This Month
Published: 30 October 2018

POINTS OF SIGNIFICANCE

Predicting with confidence and tolerance

Naomi Altman¹ &
Martin Krzywinski²

Nature Methods volume 15, pages 843–845 (2018)Cite this article

7770 Accesses
5 Citations
6 Altmetric
Metrics details

I abhor averages. I like the individual case. –J.D. Brandeis.

You have full access to this article via your institution.

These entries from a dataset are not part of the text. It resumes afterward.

//! Swarm plot builder.
//!
//! Resolves the value and group scales from the chart dimensions and the
//! data, then runs the layout engine.

use std::fmt::Debug;
use std::hash::Hash;

use crate::config::{GroupMode, LayoutConfig, Orientation};
use crate::error::{Error, Result};
use crate::geometry::Bounds;
use crate::layout::{layout, Accessors, SizeSpec, SwarmLayout, SwarmNode};
use crate::scale::{BandScale, LinearScale, LogScale, Scale};

/// Value scale family.
#[derive(Debug, Clone, Copy, PartialEq, Eq, Default)]
pub enum ScaleKind {
    /// Linear mapping.
    #[default]
    Linear,
    /// Base-10 logarithmic mapping.
    Log,
}

/// One end of the value domain.
#[derive(Debug, Clone, Copy, PartialEq)]
pub enum DomainBound {
    /// Taken from the data.
    Auto,
    /// Fixed value.
    Fixed(f32),
}

/// How the value scale is derived from the data.
#[derive(Debug, Clone, Copy, PartialEq)]
pub struct ValueScaleSpec {
    /// Scale family.
    pub kind: ScaleKind,
    /// Lower domain bound.
    pub min: DomainBound,
    /// Upper domain bound.
    pub max: DomainBound,
}

impl Default for ValueScaleSpec {
    fn default() -> Self {
        Self { kind: ScaleKind::Linear, min: DomainBound::Fixed(0.0), max: DomainBound::Auto }
    }
}

impl ValueScaleSpec {
    /// Linear scale starting at zero.
    #[must_use]
    pub fn linear() -> Self {
        Self::default()
    }

    /// Logarithmic scale with both bounds taken from the data.
    #[must_use]
    pub fn log() -> Self {
        Self { kind: ScaleKind::Log, min: DomainBound::Auto, max: DomainBound::Auto }
    }

    /// Set the lower bound.
    #[must_use]
    pub fn min(mut self, min: DomainBound) -> Self {
        self.min = min;
        self
    }

    /// Set the upper bound.
    #[must_use]
    pub fn max(mut self, max: DomainBound) -> Self {
        self.max = max;
        self
    }

    /// Resolve the domain over the finite `values` and build the scale.
    ///
    /// A collapsed domain is widened by 0.5 on each side.
    ///
    /// # Errors
    ///
    /// Returns [`Error::ScaleDomain`] if the domain is invalid for the scale kind.
    pub fn resolve(&self, values: &[f32], range: (f32, f32)) -> Result<ValueScale> {
        let finite: Vec<f32> = values.iter().copied().filter(|v| v.is_finite()).collect();
        let auto = Bounds::from_values(&finite);

        let min = match self.min {
            DomainBound::Fixed(v) => v,
            DomainBound::Auto => auto.map_or(0.0, |b| b.min),
        };
        let max = match self.max {
            DomainBound::Fixed(v) => v,
            DomainBound::Auto => auto.map_or(min, |b| b.max),
        };
        let (min, max) = if (max - min).abs() < f32::EPSILON { (min - 0.5, max + 0.5) } else { (min, max) };

        match self.kind {
            ScaleKind::Linear => LinearScale::new((min, max), range).map(ValueScale::Linear),
            ScaleKind::Log => LogScale::new((min, max), range).map(ValueScale::Log),
        }
    }
}

/// A resolved value scale.
#[derive(Debug, Clone, Copy, PartialEq)]
pub enum ValueScale {
    /// Linear mapping.
    Linear(LinearScale),
    /// Logarithmic mapping.
    Log(LogScale),
}

impl Scale<f32, f32> for ValueScale {
    fn scale(&self, value: f32) -> f32 {
        match self {
            Self::Linear(s) => s.scale(value),
            Self::Log(s) => s.scale(value),
        }
    }

    fn domain(&self) -> (f32, f32) {
        match self {
            Self::Linear(s) => s.domain(),
            Self::Log(s) => s.domain(),
        }
    }

    fn range(&self) -> (f32, f32) {
        match self {
            Self::Linear(s) => s.range(),
            Self::Log(s) => s.range(),
        }
    }
}

/// Swarm plot builder.
#[derive(Debug)]
pub struct SwarmPlot<D, K, C = ()> {
    accessors: Accessors<D, K, C>,
    groups: Vec<K>,
    value_scale: ValueScaleSpec,
    config: LayoutConfig,
    width: u32,
    height: u32,
    margin: u32,
}

impl<D, K, C> SwarmPlot<D, K, C>
where
    K: Eq + Hash + Clone + Debug,
{
    /// Create a new swarm plot builder.
    #[must_use]
    pub fn new(accessors: Accessors<D, K, C>) -> Self {
        Self {
            accessors,
            groups: Vec::new(),
            value_scale: ValueScaleSpec::default(),
            config: LayoutConfig::default(),
            width: 600,
            height: 400,
            margin: 0,
        }
    }

    /// Set the groups in axis order.
    #[must_use]
    pub fn groups(mut self, groups: impl IntoIterator<Item = K>) -> Self {
        self.groups = groups.into_iter().collect();
        self
    }

    /// Set the value scale.
    #[must_use]
    pub fn value_scale(mut self, spec: ValueScaleSpec) -> Self {
        self.value_scale = spec;
        self
    }

    /// Set the circle size.
    #[must_use]
    pub fn size(self, size: SizeSpec<D>) -> Self {
        Self { accessors: self.accessors.size(size), ..self }
    }

    /// Replace the whole layout configuration.
    #[must_use]
    pub fn layout_config(mut self, config: LayoutConfig) -> Self {
        self.config = config;
        self
    }

    /// Set the minimum gap between circle edges.
    #[must_use]
    pub fn spacing(mut self, spacing: f32) -> Self {
        self.config.spacing = spacing;
        self
    }

    /// Set the gap between adjacent groups.
    #[must_use]
    pub fn gap(mut self, gap: f32) -> Self {
        self.config.gap = gap;
        self
    }

    /// Set the number of resolver passes.
    #[must_use]
    pub fn iterations(mut self, iterations: usize) -> Self {
        self.config.iterations = iterations;
        self
    }

    /// Set the orientation.
    #[must_use]
    pub fn orientation(mut self, orientation: Orientation) -> Self {
        self.config.orientation = orientation;
        self
    }

    /// Set the collision partitioning.
    #[must_use]
    pub fn group_mode(mut self, mode: GroupMode) -> Self {
        self.config.group_mode = mode;
        self
    }

    /// Set margin.
    #[must_use]
    pub fn margin(mut self, margin: u32) -> Self {
        self.margin = margin;
        self
    }

    /// Current layout configuration.
    #[must_use]
    pub fn config(&self) -> &LayoutConfig {
        &self.config
    }

    /// Lay out `data`.
    ///
    /// # Errors
    ///
    /// Returns an error if the plot area is empty, no groups are set for
    /// non-empty data, the value domain is invalid for the scale kind, or
    /// the layout itself rejects the input.
    pub fn build(&self, data: &[D]) -> Result<BuiltSwarmPlot<K, C>> {
        let (inner_width, inner_height) = self.inner_size()?;
        self.config.validate()?;

        let (value_range, group_span) = match self.config.orientation {
            Orientation::Horizontal => ((0.0, inner_width), inner_height),
            Orientation::Vertical => ((inner_height, 0.0), inner_width),
        };

        let group_scale = if self.groups.is_empty() {
            if !data.is_empty() {
                return Err(Error::invalid_config("groups", "at least one group is required"));
            }
            BandScale::from_bands(std::iter::empty())?
        } else {
            BandScale::new(&self.groups, group_span, self.config.gap)?
        };

        let values: Vec<f32> = data.iter().map(|d| self.accessors.value_of(d)).collect();
        let value_scale = self.value_scale.resolve(&values, value_range)?;

        let layout = layout(data, &self.accessors, &value_scale, &group_scale, &self.config)?;

        Ok(BuiltSwarmPlot {
            layout,
            value_scale,
            group_scale,
            orientation: self.config.orientation,
            width: self.width,
            height: self.height,
            margin: self.margin,
        })
    }

    fn inner_size(&self) -> Result<(f32, f32)> {
        let margins = self.margin.saturating_mul(2);
        if self.width <= margins || self.height <= margins {
            return Err(Error::InvalidDimensions { width: self.width, height: self.height });
        }
        Ok(((self.width - margins) as f32, (self.height - margins) as f32))
    }
}

impl<D, K, C> batuta_common::display::WithDimensions for SwarmPlot<D, K, C> {
    fn set_dimensions(&mut self, width: u32, height: u32) {
        self.width = width;
        self.height = height;
    }
}

/// A laid-out swarm plot ready for rendering.
#[derive(Debug, Clone)]
pub struct BuiltSwarmPlot<K: Eq + Hash, C = ()> {
    pub(crate) layout: SwarmLayout<K, C>,
    pub(crate) value_scale: ValueScale,
    pub(crate) group_scale: BandScale<K>,
    pub(crate) orientation: Orientation,
    width: u32,
    height: u32,
    margin: u32,
}

impl<K: Eq + Hash, C> BuiltSwarmPlot<K, C> {
    /// Positioned nodes in input order.
    #[must_use]
    pub fn nodes(&self) -> &[SwarmNode<K, C>] {
        self.layout.nodes()
    }

    /// Range of secondary coordinates used, `None` when empty.
    #[must_use]
    pub fn bounds(&self) -> Option<Bounds> {
        self.layout.bounds()
    }

    /// The underlying layout.
    #[must_use]
    pub fn layout(&self) -> &SwarmLayout<K, C> {
        &self.layout
    }

    /// The resolved value scale.
    #[must_use]
    pub fn value_scale(&self) -> &ValueScale {
        &self.value_scale
    }

    /// The resolved group scale.
    #[must_use]
    pub fn group_scale(&self) -> &BandScale<K> {
        &self.group_scale
    }

    /// Chart orientation.
    #[must_use]
    pub fn orientation(&self) -> Orientation {
        self.orientation
    }

    /// Outer chart size in pixels.
    #[must_use]
    pub fn dimensions(&self) -> (u32, u32) {
        (self.width, self.height)
    }

    /// Margin around the plot area.
    #[must_use]
    pub fn margin(&self) -> u32 {
        self.margin
    }

    /// Plot area width.
    #[must_use]
    pub fn inner_width(&self) -> f32 {
        (self.width - 2 * self.margin) as f32
    }

    /// Plot area height.
    #[must_use]
    pub fn inner_height(&self) -> f32 {
        (self.height - 2 * self.margin) as f32
    }
}
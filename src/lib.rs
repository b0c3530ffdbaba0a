//! # Trueno-Swarm
//!
//! Deterministic swarm plot layout built on [trueno](https://crates.io/crates/trueno).
//!
//! A swarm plot shows every data point as a circle. Values fix each circle's
//! position along the value axis; circles in the same group are then pushed
//! apart along the group axis until they no longer overlap.
//!
//! ## Features
//!
//! - **Pure function**: identical inputs produce bit-identical layouts
//! - **Bounded cost**: the resolver runs a fixed number of passes
//! - **Scale agnostic**: any [`scale::Scale`] and [`scale::GroupScale`] can drive the layout
//! - **Renderer agnostic**: output is positions plus a layer visitor
//!
//! ## Quick Start
//!
//! ```rust
//! use trueno_swarm::prelude::*;
//!
//! type Row = (&'static str, f32);
//!
//! let data: Vec<Row> = vec![("a", 3.0), ("a", 3.0), ("a", 3.2), ("b", 7.5)];
//!
//! let plot = SwarmPlot::new(Accessors::new(|d: &Row| d.1, |d: &Row| d.0))
//!     .groups(["a", "b"])
//!     .size(SizeSpec::Fixed(12.0))
//!     .dimensions(400, 300)
//!     .build(&data)?;
//!
//! for node in plot.nodes() {
//!     println!("{} at ({:.1}, {:.1}) r={}", node.id(), node.x(), node.y(), node.radius());
//! }
//! # Ok::<(), trueno_swarm::Error>(())
//! ```
//!
//! ## Feature Flags
//!
//! - `config`: YAML loading for [`config::LayoutConfig`] (enabled by default)

#![cfg_attr(docsrs, feature(doc_cfg))]
#![warn(missing_docs)]
// Allow unwrap() in tests only - banned in production code
#![cfg_attr(test, allow(clippy::unwrap_used))]
#![allow(clippy::cast_possible_truncation)]
#![allow(clippy::cast_sign_loss)]
#![allow(clippy::cast_precision_loss)]
#![allow(clippy::module_name_repetitions)]
#![allow(clippy::similar_names)]
#![allow(clippy::doc_markdown)]

// ============================================================================
// Core Modules
// ============================================================================

/// Geometric primitives (points, bounds).
pub mod geometry;

/// Value and group scales.
pub mod scale;

/// Layout configuration and YAML loading.
pub mod config;

// ============================================================================
// Layout Modules
// ============================================================================

/// Node initialization, collision resolution and the layout entry point.
pub mod layout;

/// Swarm plot builder and layer dispatch.
pub mod plots;

// ============================================================================
// Error Types
// ============================================================================

/// Error types for trueno-swarm operations.
pub mod error;

pub use error::{Error, Result};

// ============================================================================
// Prelude
// ============================================================================

/// Commonly used types and traits for convenient imports.
///
/// ```rust
/// use trueno_swarm::prelude::*;
/// ```
pub mod prelude {
    pub use batuta_common::display::WithDimensions;
    pub use crate::config::{GroupMode, LayoutConfig, Orientation};
    pub use crate::error::{Error, Result};
    pub use crate::geometry::{Bounds, Point};
    pub use crate::layout::{layout, Accessors, SizeSpec, SwarmLayout, SwarmNode};
    pub use crate::plots::{
        BuiltSwarmPlot, DomainBound, Layer, LayerContext, LayerVisitor, SwarmPlot, ValueScaleSpec,
    };
    pub use crate::scale::{BandScale, GroupBand, GroupScale, LinearScale, LogScale, Scale};
}

// ============================================================================
// Re-exports
// ============================================================================

/// Re-export trueno for direct access to SIMD operations.
pub use trueno;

Throughout our discussions, the process of assessing the plausible range for a population parameter has been a central theme. For example, the uncertainty in the population mean can be quantified with error bars based on standard error¹, of which confidence intervals are one type. However, at times we may be interested less in the population parameters and more in typical values for individual samples drawn from the population. For example, if the mean height for 12-year-old boys in the United States is 149 cm, how unusual is it for a boy’s height to be outside the range of 145–155 cm? Much like for error bars, there are technical details in the answer to this question that often lead to confusion.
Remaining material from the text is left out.